5 Things – Month One

Key learnings from my first month of CMCI Studio

To slow down and add a moment of reflection to this year-long sprint, the last post of every month will be a retrospective and attempt to summarize my key learning or discoveries from the past four weeks.

1. Fail Fast, Fail Often

Sure there is a substantial narrative encouraging failure across the design world, but how often do you actually fail? Probably not often enough. 

After only three projects, it is quite apparent how crucial early failure is. The ability to quickly test initial concepts, hypotheses, and problems, before even thinking about building a prototype is one of our most significant opportunities, and can exponentially reduce cost and heartache down the road. It’s better to fail over and over again, in this early phase, if it allows us to define the problem better or confirm our hypothesis with real users.

2. Solve the Right Problem

It sometimes feels we are programmed to guess what the problem is, design for ourselves as the user and then start throwing features around and see what sticks. These first four weeks have made it evident that we will FAIL(and not in the right way) as designers if we fall into this trap. Instead, we need to demonstrate patience, and use every tool we have to hone in on the problem efficiently, and then test our assumptions quickly, cheaply, and thoroughly before moving towards prototyping or iteration. Don’t get stuck in an infinite research loop, but also don’t blindly follow your gut and inherent biases. 

3. Card Sort!

Card sorting was a completely new research methodology for me and has already proven to be one of my favorites. Something about the tactility of the process, and allowing the user to show instead of tell made this technique feel much more authentic, not to mention how quick the process is. I quickly learned that without precise hypotheses to test, and the right cards, this method rapidly turns into a dead end. 

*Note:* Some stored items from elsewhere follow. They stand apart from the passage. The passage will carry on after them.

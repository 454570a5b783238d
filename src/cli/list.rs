//! List command for Sprig.
//!
//! Lists the owner's plants with care state recomputed at the current time.

use chrono::{DateTime, Utc};
use serde::{Deserialize, Serialize};

use crate::core::{days_until_watering, CareState, Plant};
use crate::service::CareService;
use crate::storage::PlantStore;

/// Options for the list command.
#[derive(Debug, Clone, Default)]
pub struct ListOptions {
    /// Output as JSON.
    pub json: bool,
    /// Suppress output.
    pub quiet: bool,
    /// Show only plants that need attention.
    pub attention: bool,
}

/// Output format for the list command.
#[derive(Debug, Clone, Serialize, Deserialize)]
pub struct ListOutput {
    /// Whether the list was successful.
    pub success: bool,
    /// Number of plants listed.
    pub count: usize,
    /// Number of listed plants needing attention.
    pub attention_count: usize,
    /// The plants.
    pub plants: Vec<PlantInfo>,
    /// Error message if listing failed.
    #[serde(skip_serializing_if = "Option::is_none")]
    pub error: Option<String>,
}

/// Plant view shared by every command's output.
#[derive(Debug, Clone, PartialEq, Serialize, Deserialize)]
pub struct PlantInfo {
    /// Plant ID.
    pub id: String,
    /// Nickname, or species when no nickname is set.
    pub name: String,
    /// Species label.
    pub species: String,
    /// Current health in [0, 100].
    pub health: u8,
    /// Health band: good, fair or poor.
    pub health_band: String,
    /// Care state: untracked, ok or overdue.
    pub state: String,
    /// Whether care is overdue.
    pub needs_attention: bool,
    /// Watering cadence in days.
    pub watering_frequency_days: u32,
    /// Sunlight hint.
    #[serde(skip_serializing_if = "Option::is_none")]
    pub sunlight: Option<String>,
    /// Last watering time (RFC 3339).
    #[serde(skip_serializing_if = "Option::is_none")]
    pub last_watered_at: Option<String>,
    /// Next due time (RFC 3339).
    #[serde(skip_serializing_if = "Option::is_none")]
    pub next_watering_at: Option<String>,
    /// Whole days until watering is due (negative when late).
    #[serde(skip_serializing_if = "Option::is_none")]
    pub days_until_watering: Option<i64>,
    /// Image reference.
    pub image_ref: String,
}

impl PlantInfo {
    /// Build the view from a plant snapshot already recomputed at `now`.
    pub fn from_plant(plant: &Plant, now: DateTime<Utc>) -> Self {
        Self {
            id: plant.id.clone(),
            name: plant.display_name().to_string(),
            species: plant.species_name.clone(),
            health: plant.health,
            health_band: plant.health_band().as_str().to_string(),
            state: plant.care_state().as_str().to_string(),
            needs_attention: plant.needs_attention,
            watering_frequency_days: plant.watering_frequency_days,
            sunlight: plant.sunlight.clone(),
            last_watered_at: plant.last_watered_at.map(|t| t.to_rfc3339()),
            next_watering_at: plant.next_watering_at.map(|t| t.to_rfc3339()),
            days_until_watering: days_until_watering(plant, now),
            image_ref: plant.image_ref.clone(),
        }
    }

    /// One-line schedule summary for human output.
    pub fn schedule_line(&self) -> String {
        let last = self
            .last_watered_at
            .as_deref()
            .and_then(|t| DateTime::parse_from_rfc3339(t).ok())
            .map(|t| t.format("%Y-%m-%d").to_string())
            .unwrap_or_else(|| "never".to_string());

        let due = match self.days_until_watering {
            None => "not scheduled".to_string(),
            Some(d) if d <= 0 => "watering is due!".to_string(),
            Some(1) => "due in 1 day".to_string(),
            Some(d) => format!("due in {} days", d),
        };

        format!(
            "Water every {} day(s) | Last watered: {} | {}",
            self.watering_frequency_days, last, due
        )
    }

    /// Headline for human output: name, species, state and health.
    pub fn headline(&self) -> String {
        let species = if self.name != self.species {
            format!(" ({})", self.species)
        } else {
            String::new()
        };
        let flag = if self.state == CareState::Overdue.as_str() {
            " ⚠ needs attention"
        } else {
            ""
        };
        format!(
            "{}{} [{}] health {}% ({}){}",
            self.name, species, self.state, self.health, self.health_band, flag
        )
    }
}

impl ListOutput {
    /// Create a successful output.
    pub fn success(plants: Vec<PlantInfo>) -> Self {
        let count = plants.len();
        let attention_count = plants.iter().filter(|p| p.needs_attention).count();
        Self {
            success: true,
            count,
            attention_count,
            plants,
            error: None,
        }
    }

    /// Create a failed output.
    pub fn failure(error: impl Into<String>) -> Self {
        Self {
            success: false,
            count: 0,
            attention_count: 0,
            plants: Vec::new(),
            error: Some(error.into()),
        }
    }
}

/// The list command implementation.
pub struct ListCommand<'a, S: PlantStore> {
    service: &'a CareService<S>,
    owner_id: String,
}

impl<'a, S: PlantStore> ListCommand<'a, S> {
    /// Create a new list command.
    pub fn new(service: &'a CareService<S>, owner_id: impl Into<String>) -> Self {
        Self {
            service,
            owner_id: owner_id.into(),
        }
    }

    /// Run the list command.
    pub fn run(&self, options: &ListOptions, now: DateTime<Utc>) -> ListOutput {
        match self.service.list(&self.owner_id, now) {
            Ok(plants) => {
                let mut infos: Vec<PlantInfo> = plants
                    .iter()
                    .map(|p| PlantInfo::from_plant(p, now))
                    .collect();
                if options.attention {
                    infos.retain(|p| p.needs_attention);
                }
                ListOutput::success(infos)
            }
            Err(e) => ListOutput::failure(e.to_string()),
        }
    }

    /// Format output based on options.
    pub fn format_output(&self, output: &ListOutput, options: &ListOptions) -> String {
        if options.quiet {
            return String::new();
        }

        if options.json {
            serde_json::to_string_pretty(output).unwrap_or_else(|_| "{}".to_string())
        } else {
            self.format_human_readable(output, options)
        }
    }

    /// Format output as human-readable text.
    fn format_human_readable(&self, output: &ListOutput, options: &ListOptions) -> String {
        if !output.success {
            return format!(
                "List failed: {}\n",
                output.error.as_deref().unwrap_or("unknown error")
            );
        }

        if output.plants.is_empty() {
            return if options.attention {
                "No plants need attention.\n".to_string()
            } else {
                "No plants yet. Add one with `sprig add <image>`.\n".to_string()
            };
        }

        let mut lines = Vec::new();
        lines.push(format!(
            "{} plant(s), {} needing attention:\n",
            output.count, output.attention_count
        ));

        for (i, plant) in output.plants.iter().enumerate() {
            lines.push(format!("{}. {}", i + 1, plant.headline()));
            lines.push(format!("   {}", plant.schedule_line()));
            lines.push(format!("   ID: {}", plant.id));
            lines.push(String::new());
        }

        lines.join("\n")
    }
}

3. Start With Why? Framework

Having had a fair amount of exposure to this sort of business framework, I was initially apprehensive about trying yet another model. However, I found Simon Sinek’s Start with Why to be an incredibly useful framework for defining a business or product and then creating a backbone or guiding light for the rest of the critical business facets to build on. If our why and how are well defined, we have a crucial tool for evaluating all potential paths and future ideas that feels stronger than the majority of mission statements or strategic visions, which tend to hide their lack of specificity with lots of jargon.  

5. git/GitHub/Local Dev

I have spent a fair amount of time working with code in the past, but have always been timid and avoided learning git and setting up a proper local development environment. After just two weeks of practice and habit building, I finally get why these are fantastic tools, and feel like a fool for not taking the time to learn these earlier. Running a local node server, and allows me to spend more time focusing on my code and testing ideas, and less time fighting with my FTP client. Github has already proven to be a tremendous resource, giving such seamless access to almost infinite code, libraries, and solutions, not to mention version control allowing you to keep track of commits, as well as manage complex teams all working on the same code base.